Return exactly those lines of the material below that fall between the line holding "pub mod circuit;" and the line holding "resistance in ohms", inclusive.

--- Data for this exercise ---

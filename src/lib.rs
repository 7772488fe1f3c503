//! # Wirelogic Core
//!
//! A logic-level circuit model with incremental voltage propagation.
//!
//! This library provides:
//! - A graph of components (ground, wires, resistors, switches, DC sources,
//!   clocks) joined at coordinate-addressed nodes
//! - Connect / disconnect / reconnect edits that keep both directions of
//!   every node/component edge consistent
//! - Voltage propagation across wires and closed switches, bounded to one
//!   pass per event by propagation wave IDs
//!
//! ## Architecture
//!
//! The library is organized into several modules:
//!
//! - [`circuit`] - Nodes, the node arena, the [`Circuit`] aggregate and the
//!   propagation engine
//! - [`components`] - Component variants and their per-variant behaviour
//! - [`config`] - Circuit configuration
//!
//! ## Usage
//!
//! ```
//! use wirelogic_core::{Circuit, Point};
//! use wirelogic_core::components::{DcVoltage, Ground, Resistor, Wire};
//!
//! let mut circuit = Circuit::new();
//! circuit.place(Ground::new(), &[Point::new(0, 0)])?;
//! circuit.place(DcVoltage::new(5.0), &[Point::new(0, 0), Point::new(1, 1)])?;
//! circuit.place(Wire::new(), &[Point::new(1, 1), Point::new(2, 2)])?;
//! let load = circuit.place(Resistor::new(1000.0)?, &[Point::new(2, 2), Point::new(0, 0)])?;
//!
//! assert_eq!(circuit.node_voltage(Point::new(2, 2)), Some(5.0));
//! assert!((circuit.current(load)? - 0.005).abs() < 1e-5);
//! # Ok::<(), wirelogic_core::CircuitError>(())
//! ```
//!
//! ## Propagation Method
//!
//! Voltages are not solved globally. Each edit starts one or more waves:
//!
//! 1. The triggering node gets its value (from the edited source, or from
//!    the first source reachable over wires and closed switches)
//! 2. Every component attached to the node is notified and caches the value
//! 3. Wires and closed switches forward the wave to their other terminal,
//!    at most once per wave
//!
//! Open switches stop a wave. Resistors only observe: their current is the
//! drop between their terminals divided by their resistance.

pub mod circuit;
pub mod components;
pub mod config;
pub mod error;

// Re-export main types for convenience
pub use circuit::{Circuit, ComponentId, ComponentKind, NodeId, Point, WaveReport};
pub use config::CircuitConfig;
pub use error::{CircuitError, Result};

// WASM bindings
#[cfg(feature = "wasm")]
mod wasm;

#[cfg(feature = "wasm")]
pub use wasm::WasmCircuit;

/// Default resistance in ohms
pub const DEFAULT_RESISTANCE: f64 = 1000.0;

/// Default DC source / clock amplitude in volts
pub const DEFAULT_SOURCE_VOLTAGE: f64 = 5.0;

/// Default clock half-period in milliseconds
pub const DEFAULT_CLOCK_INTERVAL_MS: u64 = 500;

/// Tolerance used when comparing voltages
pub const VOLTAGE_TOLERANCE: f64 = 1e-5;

---
--- Data for this exercise ---

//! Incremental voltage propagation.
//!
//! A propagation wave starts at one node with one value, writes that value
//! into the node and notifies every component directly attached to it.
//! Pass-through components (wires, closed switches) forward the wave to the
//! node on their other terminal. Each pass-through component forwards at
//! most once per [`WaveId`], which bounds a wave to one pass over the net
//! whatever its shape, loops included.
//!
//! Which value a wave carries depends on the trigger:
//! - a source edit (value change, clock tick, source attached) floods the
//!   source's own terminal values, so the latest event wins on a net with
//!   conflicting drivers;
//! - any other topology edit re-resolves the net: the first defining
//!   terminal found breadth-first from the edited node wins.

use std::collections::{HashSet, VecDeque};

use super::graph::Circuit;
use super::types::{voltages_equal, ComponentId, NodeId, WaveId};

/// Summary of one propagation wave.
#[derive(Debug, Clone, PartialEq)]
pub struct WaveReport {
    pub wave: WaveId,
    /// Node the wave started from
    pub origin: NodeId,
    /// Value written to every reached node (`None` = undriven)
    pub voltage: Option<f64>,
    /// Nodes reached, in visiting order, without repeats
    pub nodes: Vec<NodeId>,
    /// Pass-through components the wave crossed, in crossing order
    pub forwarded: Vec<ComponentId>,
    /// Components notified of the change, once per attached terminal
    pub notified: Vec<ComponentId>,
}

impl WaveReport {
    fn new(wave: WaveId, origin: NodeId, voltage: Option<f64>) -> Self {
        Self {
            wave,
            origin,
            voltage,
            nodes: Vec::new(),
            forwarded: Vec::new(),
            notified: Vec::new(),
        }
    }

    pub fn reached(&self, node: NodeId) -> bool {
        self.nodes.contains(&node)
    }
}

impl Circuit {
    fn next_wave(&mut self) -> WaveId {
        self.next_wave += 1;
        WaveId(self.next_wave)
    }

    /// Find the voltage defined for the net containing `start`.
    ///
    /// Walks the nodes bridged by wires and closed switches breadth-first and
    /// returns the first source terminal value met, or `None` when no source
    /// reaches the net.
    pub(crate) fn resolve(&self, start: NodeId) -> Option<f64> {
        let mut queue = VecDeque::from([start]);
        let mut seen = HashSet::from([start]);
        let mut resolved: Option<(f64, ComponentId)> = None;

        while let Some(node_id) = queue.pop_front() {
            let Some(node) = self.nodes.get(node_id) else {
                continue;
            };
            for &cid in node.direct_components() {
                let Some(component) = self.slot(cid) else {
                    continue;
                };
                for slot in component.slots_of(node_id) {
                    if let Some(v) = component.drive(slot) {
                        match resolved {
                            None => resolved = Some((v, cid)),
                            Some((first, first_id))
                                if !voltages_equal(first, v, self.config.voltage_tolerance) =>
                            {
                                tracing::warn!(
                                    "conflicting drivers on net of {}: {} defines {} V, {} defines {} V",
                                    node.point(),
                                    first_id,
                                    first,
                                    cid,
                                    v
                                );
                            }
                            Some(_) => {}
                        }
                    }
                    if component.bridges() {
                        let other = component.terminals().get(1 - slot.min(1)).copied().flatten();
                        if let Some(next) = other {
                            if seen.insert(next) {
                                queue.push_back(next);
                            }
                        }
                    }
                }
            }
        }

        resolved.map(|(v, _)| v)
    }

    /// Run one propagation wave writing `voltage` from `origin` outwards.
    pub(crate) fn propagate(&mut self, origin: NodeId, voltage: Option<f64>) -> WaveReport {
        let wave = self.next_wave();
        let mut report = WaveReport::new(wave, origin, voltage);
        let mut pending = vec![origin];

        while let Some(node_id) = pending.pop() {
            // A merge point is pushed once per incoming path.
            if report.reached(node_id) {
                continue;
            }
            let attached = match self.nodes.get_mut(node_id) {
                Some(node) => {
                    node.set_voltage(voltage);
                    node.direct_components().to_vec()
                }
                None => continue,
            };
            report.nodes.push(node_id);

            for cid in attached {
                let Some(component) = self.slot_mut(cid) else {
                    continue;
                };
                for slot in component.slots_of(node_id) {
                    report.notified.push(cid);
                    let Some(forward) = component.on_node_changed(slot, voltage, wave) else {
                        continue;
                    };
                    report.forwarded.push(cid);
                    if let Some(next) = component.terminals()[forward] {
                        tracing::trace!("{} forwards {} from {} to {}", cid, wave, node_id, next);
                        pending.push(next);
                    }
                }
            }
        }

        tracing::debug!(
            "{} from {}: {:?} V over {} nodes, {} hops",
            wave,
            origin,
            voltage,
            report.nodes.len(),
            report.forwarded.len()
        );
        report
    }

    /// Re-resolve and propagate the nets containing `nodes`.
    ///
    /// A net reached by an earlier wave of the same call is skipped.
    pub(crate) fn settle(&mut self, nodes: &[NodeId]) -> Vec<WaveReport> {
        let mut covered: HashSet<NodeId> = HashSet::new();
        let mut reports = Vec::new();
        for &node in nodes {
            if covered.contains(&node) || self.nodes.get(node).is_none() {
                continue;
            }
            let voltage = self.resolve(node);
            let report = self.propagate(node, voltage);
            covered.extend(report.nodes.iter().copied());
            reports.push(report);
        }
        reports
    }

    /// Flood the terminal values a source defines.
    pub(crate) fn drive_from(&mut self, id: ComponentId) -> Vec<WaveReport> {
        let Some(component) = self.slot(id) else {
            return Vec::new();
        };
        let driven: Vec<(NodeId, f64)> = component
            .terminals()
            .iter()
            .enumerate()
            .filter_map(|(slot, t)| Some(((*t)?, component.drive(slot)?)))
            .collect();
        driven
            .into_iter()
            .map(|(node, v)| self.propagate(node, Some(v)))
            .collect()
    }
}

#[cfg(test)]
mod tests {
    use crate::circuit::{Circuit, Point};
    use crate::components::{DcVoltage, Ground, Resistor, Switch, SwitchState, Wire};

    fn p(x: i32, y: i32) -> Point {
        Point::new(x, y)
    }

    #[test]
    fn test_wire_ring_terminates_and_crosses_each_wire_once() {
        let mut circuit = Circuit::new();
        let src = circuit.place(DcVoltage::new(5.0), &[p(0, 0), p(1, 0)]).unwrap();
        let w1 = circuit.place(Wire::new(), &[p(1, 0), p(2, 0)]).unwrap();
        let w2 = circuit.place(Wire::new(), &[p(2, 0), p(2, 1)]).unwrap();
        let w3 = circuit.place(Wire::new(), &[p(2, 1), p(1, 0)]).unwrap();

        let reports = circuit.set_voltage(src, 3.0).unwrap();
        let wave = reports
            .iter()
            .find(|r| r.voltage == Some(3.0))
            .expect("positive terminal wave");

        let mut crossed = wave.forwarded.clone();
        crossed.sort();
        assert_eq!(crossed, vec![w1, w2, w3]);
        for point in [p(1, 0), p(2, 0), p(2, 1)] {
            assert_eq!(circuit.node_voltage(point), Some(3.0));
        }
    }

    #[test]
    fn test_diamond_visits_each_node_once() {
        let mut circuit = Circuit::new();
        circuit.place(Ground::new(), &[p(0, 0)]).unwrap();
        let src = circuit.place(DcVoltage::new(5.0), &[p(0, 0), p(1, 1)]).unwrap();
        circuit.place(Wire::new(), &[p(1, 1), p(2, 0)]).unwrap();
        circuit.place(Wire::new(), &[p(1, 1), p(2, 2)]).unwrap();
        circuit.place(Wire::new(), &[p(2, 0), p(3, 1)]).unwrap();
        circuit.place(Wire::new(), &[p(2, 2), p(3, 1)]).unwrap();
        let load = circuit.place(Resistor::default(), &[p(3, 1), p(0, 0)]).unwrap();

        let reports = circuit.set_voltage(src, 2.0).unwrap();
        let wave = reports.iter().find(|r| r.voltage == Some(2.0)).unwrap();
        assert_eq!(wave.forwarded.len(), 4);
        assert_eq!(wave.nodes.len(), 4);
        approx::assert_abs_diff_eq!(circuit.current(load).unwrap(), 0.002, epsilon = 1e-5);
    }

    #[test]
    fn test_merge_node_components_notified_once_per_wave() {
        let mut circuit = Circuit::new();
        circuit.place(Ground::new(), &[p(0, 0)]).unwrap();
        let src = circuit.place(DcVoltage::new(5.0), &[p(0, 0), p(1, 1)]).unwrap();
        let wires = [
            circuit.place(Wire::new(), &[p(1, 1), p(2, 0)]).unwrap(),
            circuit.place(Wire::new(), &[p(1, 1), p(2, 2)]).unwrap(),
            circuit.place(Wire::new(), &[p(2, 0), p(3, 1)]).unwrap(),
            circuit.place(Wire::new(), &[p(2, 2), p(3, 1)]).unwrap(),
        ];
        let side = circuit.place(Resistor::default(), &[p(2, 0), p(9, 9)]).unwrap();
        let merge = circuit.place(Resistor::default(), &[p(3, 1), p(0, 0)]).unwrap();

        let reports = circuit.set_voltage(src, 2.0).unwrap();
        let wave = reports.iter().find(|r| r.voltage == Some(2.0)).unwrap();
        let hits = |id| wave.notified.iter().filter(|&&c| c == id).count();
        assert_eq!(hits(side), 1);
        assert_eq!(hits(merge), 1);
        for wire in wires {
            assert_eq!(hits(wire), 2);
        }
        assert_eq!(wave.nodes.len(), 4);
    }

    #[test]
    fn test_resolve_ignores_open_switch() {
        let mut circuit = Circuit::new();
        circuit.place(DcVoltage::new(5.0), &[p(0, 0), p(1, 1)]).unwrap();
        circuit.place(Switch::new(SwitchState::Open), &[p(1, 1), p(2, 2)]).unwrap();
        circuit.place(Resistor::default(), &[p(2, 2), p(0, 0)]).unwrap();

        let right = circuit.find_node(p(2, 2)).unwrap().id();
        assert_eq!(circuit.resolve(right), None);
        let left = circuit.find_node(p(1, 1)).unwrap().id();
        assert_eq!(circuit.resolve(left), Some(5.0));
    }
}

---

### Result:
pub mod circuit;
pub mod components;
pub mod config;
pub mod error;

// Re-export main types for convenience
pub use circuit::{Circuit, ComponentId, ComponentKind, NodeId, Point, WaveReport};
pub use config::CircuitConfig;
pub use error::{CircuitError, Result};

// WASM bindings
#[cfg(feature = "wasm")]
mod wasm;

#[cfg(feature = "wasm")]
pub use wasm::WasmCircuit;

/// Default resistance in ohms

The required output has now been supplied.